• [Provided entries]:
»»

//! Abstract Syntax Tree node definitions
//!
//! Nodes are built bottom-up by the parser and never mutated afterwards;
//! the printer and the bytecode compiler only read the tree. Every node
//! records the 1-based source line it started on.

/// Complete program: an ordered list of statements
#[derive(Debug, Clone, PartialEq)]
pub struct Program {
    /// Top-level statements in source order
    pub statements: Vec<Statement>,
}

/// Sapphire statements
#[derive(Debug, Clone, PartialEq)]
pub enum Statement {
    /// Class definition
    Class {
        /// Class name
        name: String,
        /// Superclass name from a `< Super` clause
        superclass: Option<String>,
        /// Class body
        body: Vec<Statement>,
        /// Source line
        line: u32,
    },

    /// Module definition
    Module {
        /// Module name
        name: String,
        /// Module body
        body: Vec<Statement>,
        /// Source line
        line: u32,
    },

    /// Method definition
    Def {
        /// Method name
        name: String,
        /// Whether this is an instance or singleton method
        receiver: MethodReceiver,
        /// Parameter names in declaration order
        params: Vec<String>,
        /// Method body
        body: Vec<Statement>,
        /// Source line
        line: u32,
    },

    /// While loop
    While {
        /// Loop condition
        condition: Expression,
        /// Loop body
        body: Vec<Statement>,
        /// Source line
        line: u32,
    },

    /// Expression statement
    Expression(Expression),
}

impl Statement {
    /// Source line the statement started on
    pub fn line(&self) -> u32 {
        match self {
            Statement::Class { line, .. }
            | Statement::Module { line, .. }
            | Statement::Def { line, .. }
            | Statement::While { line, .. } => *line,
            Statement::Expression(e) => e.line(),
        }
    }
}

/// Kind of receiver a method definition binds to
#[derive(Debug, Clone, Copy, PartialEq, Eq)]
pub enum MethodReceiver {
    /// Ordinary instance method
    Instance,
    /// Singleton (class-level) method defined via `def self.name`
    SelfSingleton,
}

/// Receiver of a method call.
///
/// The parser resolves "is this a self-call?" exactly once; an implicit
/// receiver is kept distinct from an explicitly written `self` so that
/// later passes never have to re-derive the difference, even though the
/// canonical printer renders both as `self.`.
#[derive(Debug, Clone, PartialEq)]
pub enum Receiver {
    /// No receiver written in the source; dispatches on `self`
    Implicit,
    /// Explicitly written receiver expression (including explicit `self`)
    Explicit(Box<Expression>),
}

/// Block literal attached to a method call
#[derive(Debug, Clone, PartialEq)]
pub struct BlockLiteral {
    /// Block parameter names
    pub params: Vec<String>,
    /// Block body
    pub body: Vec<Statement>,
    /// Source line
    pub line: u32,
}

/// Sapphire expressions
#[derive(Debug, Clone, PartialEq)]
pub enum Expression {
    /// Identifier (local variable or receiverless method name)
    Identifier {
        /// Name
        name: String,
        /// Source line
        line: u32,
    },

    /// Constant reference, possibly qualified (`A::B::C`)
    Constant {
        /// Scope-resolution chain, outermost first; always non-empty
        path: Vec<String>,
        /// Source line
        line: u32,
    },

    /// Instance variable (`@name`, stored with the sigil)
    InstanceVariable {
        /// Name including the leading `@`
        name: String,
        /// Source line
        line: u32,
    },

    /// Integer literal
    Integer {
        /// Value
        value: i64,
        /// Source line
        line: u32,
    },

    /// Float literal
    Float {
        /// Value
        value: f64,
        /// Source line
        line: u32,
    },

    /// String literal
    Str {
        /// Value with escapes resolved
        value: String,
        /// Source line
        line: u32,
    },

    /// Boolean literal
    Boolean {
        /// Value
        value: bool,
        /// Source line
        line: u32,
    },

    /// Nil literal
    Nil {
        /// Source line
        line: u32,
    },

    /// The `self` expression
    SelfRef {
        /// Source line
        line: u32,
    },

    /// The `get_block` expression
    GetBlock {
        /// Source line
        line: u32,
    },

    /// Prefix expression (`!x`, `-x`)
    Prefix {
        /// Operator spelling
        operator: String,
        /// Operand
        right: Box<Expression>,
        /// Source line
        line: u32,
    },

    /// Infix expression
    Infix {
        /// Operator spelling
        operator: String,
        /// Left operand
        left: Box<Expression>,
        /// Right operand
        right: Box<Expression>,
        /// Source line
        line: u32,
    },

    /// Assignment to an identifier, instance variable or constant
    Assignment {
        /// Target (must be an assignable expression)
        target: Box<Expression>,
        /// Value
        value: Box<Expression>,
        /// Source line
        line: u32,
    },

    /// Method call with an implicit or explicit receiver
    MethodCall {
        /// Receiver as resolved at parse time
        receiver: Receiver,
        /// Method name
        method: String,
        /// Arguments in evaluation order
        arguments: Vec<Expression>,
        /// Attached block literal
        block: Option<BlockLiteral>,
        /// Source line
        line: u32,
    },

    /// Yield to the current method's block
    Yield {
        /// Arguments in evaluation order
        arguments: Vec<Expression>,
        /// Source line
        line: u32,
    },

    /// Conditional expression
    If {
        /// Condition
        condition: Box<Expression>,
        /// Statements run when the condition is truthy
        consequence: Vec<Statement>,
        /// Statements run otherwise
        alternative: Option<Vec<Statement>>,
        /// Source line
        line: u32,
    },
}

impl Expression {
    /// Source line the expression started on
    pub fn line(&self) -> u32 {
        match self {
            Expression::Identifier { line, .. }
            | Expression::Constant { line, .. }
            | Expression::InstanceVariable { line, .. }
            | Expression::Integer { line, .. }
            | Expression::Float { line, .. }
            | Expression::Str { line, .. }
            | Expression::Boolean { line, .. }
            | Expression::Nil { line }
            | Expression::SelfRef { line }
            | Expression::GetBlock { line }
            | Expression::Prefix { line, .. }
            | Expression::Infix { line, .. }
            | Expression::Assignment { line, .. }
            | Expression::MethodCall { line, .. }
            | Expression::Yield { line, .. }
            | Expression::If { line, .. } => *line,
        }
    }
}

««

• [Task brief]:
Your task is to copy every record exactly.

• [Result below]:
//! Abstract Syntax Tree node definitions
//!
//! Nodes are built bottom-up by the parser and never mutated afterwards;
//! the printer and the bytecode compiler only read the tree. Every node
//! records the 1-based source line it started on.

/// Complete program: an ordered list of statements
#[derive(Debug, Clone, PartialEq)]
pub struct Program {
    /// Top-level statements in source order
    pub statements: Vec<Statement>,
}

/// Sapphire statements
#[derive(Debug, Clone, PartialEq)]
pub enum Statement {
    /// Class definition
    Class {
        /// Class name
        name: String,
        /// Superclass name from a `< Super` clause
        superclass: Option<String>,
        /// Class body
        body: Vec<Statement>,
        /// Source line
        line: u32,
    },

    /// Module definition
    Module {
        /// Module name
        name: String,
        /// Module body
        body: Vec<Statement>,
        /// Source line
        line: u32,
    },

    /// Method definition
    Def {
        /// Method name
        name: String,
        /// Whether this is an instance or singleton method
        receiver: MethodReceiver,
        /// Parameter names in declaration order
        params: Vec<String>,
        /// Method body
        body: Vec<Statement>,
        /// Source line
        line: u32,
    },

    /// While loop
    While {
        /// Loop condition
        condition: Expression,
        /// Loop body
        body: Vec<Statement>,
        /// Source line
        line: u32,
    },

    /// Expression statement
    Expression(Expression),
}

impl Statement {
    /// Source line the statement started on
    pub fn line(&self) -> u32 {
        match self {
            Statement::Class { line, .. }
            | Statement::Module { line, .. }
            | Statement::Def { line, .. }
            | Statement::While { line, .. } => *line,
            Statement::Expression(e) => e.line(),
        }
    }
}

/// Kind of receiver a method definition binds to
#[derive(Debug, Clone, Copy, PartialEq, Eq)]
pub enum MethodReceiver {
    /// Ordinary instance method
    Instance,
    /// Singleton (class-level) method defined via `def self.name`
    SelfSingleton,
}

/// Receiver of a method call.
///
/// The parser resolves "is this a self-call?" exactly once; an implicit
/// receiver is kept distinct from an explicitly written `self` so that
/// later passes never have to re-derive the difference, even though the
/// canonical printer renders both as `self.`.
#[derive(Debug, Clone, PartialEq)]
pub enum Receiver {
    /// No receiver written in the source; dispatches on `self`
    Implicit,
    /// Explicitly written receiver expression (including explicit `self`)
    Explicit(Box<Expression>),
}

/// Block literal attached to a method call
#[derive(Debug, Clone, PartialEq)]
pub struct BlockLiteral {
    /// Block parameter names
    pub params: Vec<String>,
    /// Block body
    pub body: Vec<Statement>,
    /// Source line
    pub line: u32,
}

/// Sapphire expressions
#[derive(Debug, Clone, PartialEq)]
pub enum Expression {
    /// Identifier (local variable or receiverless method name)
    Identifier {
        /// Name
        name: String,
        /// Source line
        line: u32,
    },

    /// Constant reference, possibly qualified (`A::B::C`)
    Constant {
        /// Scope-resolution chain, outermost first; always non-empty
        path: Vec<String>,
        /// Source line
        line: u32,
    },

    /// Instance variable (`@name`, stored with the sigil)
    InstanceVariable {
        /// Name including the leading `@`
        name: String,
        /// Source line
        line: u32,
    },

    /// Integer literal
    Integer {
        /// Value
        value: i64,
        /// Source line
        line: u32,
    },

    /// Float literal
    Float {
        /// Value
        value: f64,
        /// Source line
        line: u32,
    },

    /// String literal
    Str {
        /// Value with escapes resolved
        value: String,
        /// Source line
        line: u32,
    },

    /// Boolean literal
    Boolean {
        /// Value
        value: bool,
        /// Source line
        line: u32,
    },

    /// Nil literal
    Nil {
        /// Source line
        line: u32,
    },

    /// The `self` expression
    SelfRef {
        /// Source line
        line: u32,
    },

    /// The `get_block` expression
    GetBlock {
        /// Source line
        line: u32,
    },

    /// Prefix expression (`!x`, `-x`)
    Prefix {
        /// Operator spelling
        operator: String,
        /// Operand
        right: Box<Expression>,
        /// Source line
        line: u32,
    },

    /// Infix expression
    Infix {
        /// Operator spelling
        operator: String,
        /// Left operand
        left: Box<Expression>,
        /// Right operand
        right: Box<Expression>,
        /// Source line
        line: u32,
    },

    /// Assignment to an identifier, instance variable or constant
    Assignment {
        /// Target (must be an assignable expression)
        target: Box<Expression>,
        /// Value
        value: Box<Expression>,
        /// Source line
        line: u32,
    },

    /// Method call with an implicit or explicit receiver
    MethodCall {
        /// Receiver as resolved at parse time
        receiver: Receiver,
        /// Method name
        method: String,
        /// Arguments in evaluation order
        arguments: Vec<Expression>,
        /// Attached block literal
        block: Option<BlockLiteral>,
        /// Source line
        line: u32,
    },

    /// Yield to the current method's block
    Yield {
        /// Arguments in evaluation order
        arguments: Vec<Expression>,
        /// Source line
        line: u32,
    },

    /// Conditional expression
    If {
        /// Condition
        condition: Box<Expression>,
        /// Statements run when the condition is truthy
        consequence: Vec<Statement>,
        /// Statements run otherwise
        alternative: Option<Vec<Statement>>,
        /// Source line
        line: u32,
    },
}

impl Expression {
    /// Source line the expression started on
    pub fn line(&self) -> u32 {
        match self {
            Expression::Identifier { line, .. }
            | Expression::Constant { line, .. }
            | Expression::InstanceVariable { line, .. }
            | Expression::Integer { line, .. }
            | Expression::Float { line, .. }
            | Expression::Str { line, .. }
            | Expression::Boolean { line, .. }
            | Expression::Nil { line }
            | Expression::SelfRef { line }
            | Expression::GetBlock { line }
            | Expression::Prefix { line, .. }
            | Expression::Infix { line, .. }
            | Expression::Assignment { line, .. }
            | Expression::MethodCall { line, .. }
            | Expression::Yield { line, .. }
            | Expression::If { line, .. } => *line,
        }
    }
}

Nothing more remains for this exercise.